Het opgeven van een valse naam aan het bevoegd gezag is strafbaar gesteld in artikel 435 onder 4 Wetboek van Strafrecht en het gebruiken van een vals of vervalst reisdocument is strafbaar op grond van artikel 231 Wetboek van Strafrecht. Indien de opsporingsambtenaar het vermoeden heeft dat de staande gehouden persoon een valse naam opgeeft kan deze worden aangehouden. Bij aankomst op het politiebureau kunnen eveneens nadere maatregelen ter identificatie worden getroffen. Als bijlage bij deze notitie is gevoegd het door de heer Nicolai verzochte overzicht van aantallen zaken van het opgeven van een valse naam opgenomen (bijlage I).
Ik meen dat de invoering van een identificatieplicht als reguliere bevoegdheid in het kader van de strafvordering geen effectieve en reële bijdrage kan leveren aan de bestrijding van de georganiseerde criminaliteit. Ervan uitgaand dat het huidige niveau van identiteitscontroles gehandhaafd blijft, is onaannemelijk dat op die manier de opsporing kan worden verbeterd. Juist personen die zich bezighouden met georganiseerde criminaliteit zullen beschikken over vervalste documenten. Ook in het geval dat zij wel hun eigen identiteitsbewijs tonen, zullen zij ervoor zorgen dat relevante antecedenten niet tot hen te herleiden zijn. Ten slotte zullen zij in het kader van de voorbereiding van misdrijven ernaar streven zo min mogelijk aanleiding te geven voor strafrechtelijk optreden en daarom geen aanleiding geven voor controle. Terecht wijst de Raad van Hoofdcommisarissen erop dat identiteitscontroles alleen bijdragen aan de opsporing indien de resultaten daarvan worden geregistreerd en vastgelegd, zodat onderzoek achteraf mogelijk wordt.

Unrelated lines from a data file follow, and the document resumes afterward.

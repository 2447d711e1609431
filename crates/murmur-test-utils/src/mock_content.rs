// SPDX-FileCopyrightText: 2026 Murmur Contributors
// SPDX-License-Identifier: MIT OR Apache-2.0

//! Scripted content classifier for service-level tests.

use std::sync::atomic::{AtomicUsize, Ordering};

use async_trait::async_trait;
use murmur_core::{ContentClassifier, MurmurError, Verdict};

/// A content classifier that returns a fixed verdict or always fails.
pub struct MockContentClassifier {
    response: Option<Verdict>,
    calls: AtomicUsize,
}

impl MockContentClassifier {
    /// Always returns `verdict`.
    pub fn returning(verdict: Verdict) -> Self {
        Self {
            response: Some(verdict),
            calls: AtomicUsize::new(0),
        }
    }

    /// Always fails with `ClassifierUnavailable`, simulating an outage.
    pub fn failing() -> Self {
        Self {
            response: None,
            calls: AtomicUsize::new(0),
        }
    }

    /// Number of moderate calls received.
    pub fn call_count(&self) -> usize {
        self.calls.load(Ordering::SeqCst)
    }
}

#[async_trait]
impl ContentClassifier for MockContentClassifier {
    async fn moderate(&self, _text: &str) -> Result<Verdict, MurmurError> {
        self.calls.fetch_add(1, Ordering::SeqCst);
        self.response.clone().ok_or_else(|| {
            MurmurError::ClassifierUnavailable("mock content classifier is down".to_string())
        })
    }
}
// SPDX-FileCopyrightText: 2026 Murmur Contributors
// SPDX-License-Identifier: MIT OR Apache-2.0

//! Per-(subject, action) fixed-window rate limiting.
//!
//! The limiter is an explicit object injected into the services that need
//! it, not a process-global. Counters live in a [`DashMap`]; each check
//! holds the entry lock for the whole increment-and-compare, so concurrent
//! callers on the same key never lose updates. Windows reset lazily on the
//! first check after their reset time; [`RateLimiter::prune`] drops stale
//! entries on the sweeper's cadence.

use std::time::{Duration, Instant};

use dashmap::DashMap;
use tracing::debug;

/// Outcome of a rate limit check.
#[derive(Debug, Clone, Copy, PartialEq, Eq)]
pub struct Decision {
    pub allowed: bool,
    /// Time until the current window resets; `None` when allowed.
    pub retry_after: Option<Duration>,
}

#[derive(Debug)]
struct Window {
    count: u32,
    reset_at: Instant,
}

/// Fixed-window counter keyed by `(subject, action)`.
#[derive(Debug, Default)]
pub struct RateLimiter {
    windows: DashMap<(String, String), Window>,
}

impl RateLimiter {
    pub fn new() -> Self {
        Self::default()
    }

    /// Check and count one call for `(subject, action)`.
    ///
    /// Side-effecting: an allowed check consumes one slot in the current
    /// window. A denied check consumes nothing and reports the time until
    /// the window resets.
    pub fn check(
        &self,
        subject: &str,
        action: &str,
        limit: u32,
        window: Duration,
    ) -> Decision {
        self.check_at(subject, action, limit, window, Instant::now())
    }

    /// [`RateLimiter::check`] against an explicit clock, for tests.
    pub fn check_at(
        &self,
        subject: &str,
        action: &str,
        limit: u32,
        window: Duration,
        now: Instant,
    ) -> Decision {
        let key = (subject.to_string(), action.to_string());
        // The entry guard is held for the whole increment-and-compare:
        // one logical step per key.
        let mut entry = self.windows.entry(key).or_insert_with(|| Window {
            count: 0,
            reset_at: now + window,
        });
        let w = entry.value_mut();

        // Lazy reset: the first check past the reset time starts a fresh
        // window. Nothing sweeps these eagerly.
        if now >= w.reset_at {
            w.count = 0;
            w.reset_at = now + window;
        }

        if w.count < limit {
            w.count += 1;
            Decision {
                allowed: true,
                retry_after: None,
            }
        } else {
            let retry_after = w.reset_at.saturating_duration_since(now);
            debug!(subject, action, ?retry_after, "rate limit exceeded");
            Decision {
                allowed: false,
                retry_after: Some(retry_after),
            }
        }
    }

    /// Drop windows whose reset time has passed. Called opportunistically
    /// alongside the expiration sweep; correctness never depends on it.
    pub fn prune(&self) {
        self.prune_at(Instant::now());
    }

    /// [`RateLimiter::prune`] against an explicit clock, for tests.
    pub fn prune_at(&self, now: Instant) {
        self.windows.retain(|_, w| w.reset_at > now);
    }

    /// Number of live windows (for tests and diagnostics).
    pub fn window_count(&self) -> usize {
        self.windows.len()
    }
}
// SPDX-FileCopyrightText: 2026 Murmur Contributors
// SPDX-License-Identifier: MIT OR Apache-2.0

//! Configuration model structs for the Murmur message engine.
//!
//! All structs use `#[serde(deny_unknown_fields)]` to reject unrecognized
//! config keys at startup, providing actionable error messages.

use serde::{Deserialize, Serialize};

/// Top-level Murmur configuration.
///
/// Loaded from TOML files following XDG hierarchy, with environment variable
/// overrides. All sections are optional and default to sensible values.
#[derive(Debug, Clone, Default, Deserialize, Serialize)]
#[serde(deny_unknown_fields)]
pub struct MurmurConfig {
    /// Logging settings.
    #[serde(default)]
    pub log: LogConfig,

    /// Storage backend settings.
    #[serde(default)]
    pub storage: StorageConfig,

    /// Message lifecycle settings.
    #[serde(default)]
    pub lifecycle: LifecycleConfig,

    /// Rate limit windows for creation and reporting.
    #[serde(default)]
    pub limits: LimitsConfig,

    /// External mood classifier settings.
    #[serde(default)]
    pub mood: MoodClassifierConfig,

    /// External content classifier settings.
    #[serde(default)]
    pub moderation: ModerationConfig,

    /// Discovery query settings.
    #[serde(default)]
    pub discovery: DiscoveryConfig,

    /// Expiration sweeper settings.
    #[serde(default)]
    pub sweeper: SweeperConfig,
}

/// Logging configuration.
#[derive(Debug, Clone, Deserialize, Serialize)]
#[serde(deny_unknown_fields)]
pub struct LogConfig {
    /// Default logging level (trace, debug, info, warn, error).
    /// `RUST_LOG` overrides this when set.
    #[serde(default = "default_log_level")]
    pub level: String,
}

impl Default for LogConfig {
    fn default() -> Self {
        Self {
            level: default_log_level(),
        }
    }
}

fn default_log_level() -> String {
    "info".to_string()
}

/// Storage backend configuration.
#[derive(Debug, Clone, Deserialize, Serialize)]
#[serde(deny_unknown_fields)]
pub struct StorageConfig {
    /// Path to the SQLite database file.
    #[serde(default = "default_database_path")]
    pub database_path: String,
}

impl Default for StorageConfig {
    fn default() -> Self {
        Self {
            database_path: default_database_path(),
        }
    }
}

fn default_database_path() -> String {
    dirs::data_dir()
        .map(|p| p.join("murmur").join("murmur.db"))
        .unwrap_or_else(|| std::path::PathBuf::from("murmur.db"))
        .to_string_lossy()
        .into_owned()
}

/// Message lifecycle configuration.
#[derive(Debug, Clone, Deserialize, Serialize)]
#[serde(deny_unknown_fields)]
pub struct LifecycleConfig {
    /// Default expiry horizon for ephemeral messages, in hours.
    /// Caller-supplied horizons are clamped to [1, 168].
    #[serde(default = "default_expiration_hours")]
    pub default_expiration_hours: u32,
}

impl Default for LifecycleConfig {
    fn default() -> Self {
        Self {
            default_expiration_hours: default_expiration_hours(),
        }
    }
}

fn default_expiration_hours() -> u32 {
    24
}

/// Rate limit windows for creation and reporting.
#[derive(Debug, Clone, Deserialize, Serialize)]
#[serde(deny_unknown_fields)]
pub struct LimitsConfig {
    /// Message creations allowed per author per window.
    #[serde(default = "default_create_limit")]
    pub create_limit: u32,

    /// Creation window length in seconds.
    #[serde(default = "default_create_window_secs")]
    pub create_window_secs: u64,

    /// Reports allowed per reporter per window.
    #[serde(default = "default_report_limit")]
    pub report_limit: u32,

    /// Reporting window length in seconds.
    #[serde(default = "default_report_window_secs")]
    pub report_window_secs: u64,
}

impl Default for LimitsConfig {
    fn default() -> Self {
        Self {
            create_limit: default_create_limit(),
            create_window_secs: default_create_window_secs(),
            report_limit: default_report_limit(),
            report_window_secs: default_report_window_secs(),
        }
    }
}

fn default_create_limit() -> u32 {
    10
}

fn default_create_window_secs() -> u64 {
    300
}

fn default_report_limit() -> u32 {
    5
}

fn default_report_window_secs() -> u64 {
    300
}

/// External mood classifier configuration.
#[derive(Debug, Clone, Deserialize, Serialize)]
#[serde(deny_unknown_fields)]
pub struct MoodClassifierConfig {
    /// Base URL of the mood classification service. `None` disables the
    /// external call; every message gets the neutral vector.
    #[serde(default)]
    pub base_url: Option<String>,

    /// Bearer token for the service. `None` sends no auth header.
    #[serde(default)]
    pub api_key: Option<String>,

    /// Request timeout in seconds.
    #[serde(default = "default_classifier_timeout_secs")]
    pub timeout_secs: u64,
}

impl Default for MoodClassifierConfig {
    fn default() -> Self {
        Self {
            base_url: None,
            api_key: None,
            timeout_secs: default_classifier_timeout_secs(),
        }
    }
}

/// External content classifier configuration.
#[derive(Debug, Clone, Deserialize, Serialize)]
#[serde(deny_unknown_fields)]
pub struct ModerationConfig {
    /// Base URL of the content classification service. `None` disables the
    /// external call; the local keyword filter handles everything.
    #[serde(default)]
    pub base_url: Option<String>,

    /// Bearer token for the service. `None` sends no auth header.
    #[serde(default)]
    pub api_key: Option<String>,

    /// Request timeout in seconds.
    #[serde(default = "default_classifier_timeout_secs")]
    pub timeout_secs: u64,
}

impl Default for ModerationConfig {
    fn default() -> Self {
        Self {
            base_url: None,
            api_key: None,
            timeout_secs: default_classifier_timeout_secs(),
        }
    }
}

fn default_classifier_timeout_secs() -> u64 {
    8
}

/// Discovery query configuration.
#[derive(Debug, Clone, Deserialize, Serialize)]
#[serde(deny_unknown_fields)]
pub struct DiscoveryConfig {
    /// Result cap applied when the caller does not supply a limit.
    #[serde(default = "default_result_limit")]
    pub default_limit: usize,

    /// Hard cap on results regardless of the caller-supplied limit.
    #[serde(default = "default_max_limit")]
    pub max_limit: usize,
}

impl Default for DiscoveryConfig {
    fn default() -> Self {
        Self {
            default_limit: default_result_limit(),
            max_limit: default_max_limit(),
        }
    }
}

fn default_result_limit() -> usize {
    50
}

fn default_max_limit() -> usize {
    100
}

/// Expiration sweeper configuration.
#[derive(Debug, Clone, Deserialize, Serialize)]
#[serde(deny_unknown_fields)]
pub struct SweeperConfig {
    /// Seconds between sweep cycles.
    #[serde(default = "default_sweep_interval_secs")]
    pub interval_secs: u64,

    /// Retention for per-user emotion log entries, in days.
    #[serde(default = "default_emotion_log_retention_days")]
    pub emotion_log_retention_days: u32,
}

impl Default for SweeperConfig {
    fn default() -> Self {
        Self {
            interval_secs: default_sweep_interval_secs(),
            emotion_log_retention_days: default_emotion_log_retention_days(),
        }
    }
}

fn default_sweep_interval_secs() -> u64 {
    3600 // hourly
}

fn default_emotion_log_retention_days() -> u32 {
    365
}
// SPDX-FileCopyrightText: 2026 Murmur Contributors
// SPDX-License-Identifier: MIT OR Apache-2.0

//! Per-user discovery records.

use murmur_core::MurmurError;
use rusqlite::params;

use crate::database::{Database, map_tr_err};

/// Record that `user_id` discovered `message_id`. Idempotent: re-marking
/// is a no-op and reports `false`.
pub async fn mark_discovered(
    db: &Database,
    message_id: &str,
    user_id: &str,
) -> Result<bool, MurmurError> {
    let message_id = message_id.to_string();
    let user_id = user_id.to_string();
    db.connection()
        .call(move |conn| {
            let inserted = conn.execute(
                "INSERT OR IGNORE INTO discoveries (message_id, user_id) VALUES (?1, ?2)",
                params![message_id, user_id],
            )?;
            Ok(inserted > 0)
        })
        .await
        .map_err(map_tr_err)
}

/// The users who have discovered a message, in discovery order.
pub async fn discoverers(db: &Database, message_id: &str) -> Result<Vec<String>, MurmurError> {
    let message_id = message_id.to_string();
    db.connection()
        .call(move |conn| {
            let mut stmt = conn.prepare(
                "SELECT user_id FROM discoveries WHERE message_id = ?1 ORDER BY discovered_at",
            )?;
            let users = stmt
                .query_map(params![message_id], |row| row.get::<_, String>(0))?
                .collect::<Result<Vec<_>, _>>()?;
            Ok(users)
        })
        .await
        .map_err(map_tr_err)
}

#[cfg(test)]
mod tests {
    use super::*;
    use crate::queries::messages::tests_support::{insert_test_message, setup_db};

    #[tokio::test]
    async fn mark_discovered_is_idempotent() {
        let db = setup_db().await;
        insert_test_message(&db, "m-1").await;

        assert!(mark_discovered(&db, "m-1", "u-1").await.unwrap());
        assert!(!mark_discovered(&db, "m-1", "u-1").await.unwrap());
        assert!(mark_discovered(&db, "m-1", "u-2").await.unwrap());

        let users = discoverers(&db, "m-1").await.unwrap();
        assert_eq!(users.len(), 2);
        assert_eq!(users.iter().filter(|u| *u == "u-1").count(), 1);
    }
}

Niet uit te sluiten is dat invoering van een identificatieplicht voor verdachten een positieve invloed zal hebben op het handhavingsniveau van kleinere overtredingen en misdrijven begaan door fietsers, voetgangers en jeugdigen. Deze personen zijn thans niet gehouden enig identiteitsbewijs bij zich te dragen. Het ligt niet voor de hand dat daaraan in het kader van de huidige prioriteitstelling extra prioriteit wordt toegekend.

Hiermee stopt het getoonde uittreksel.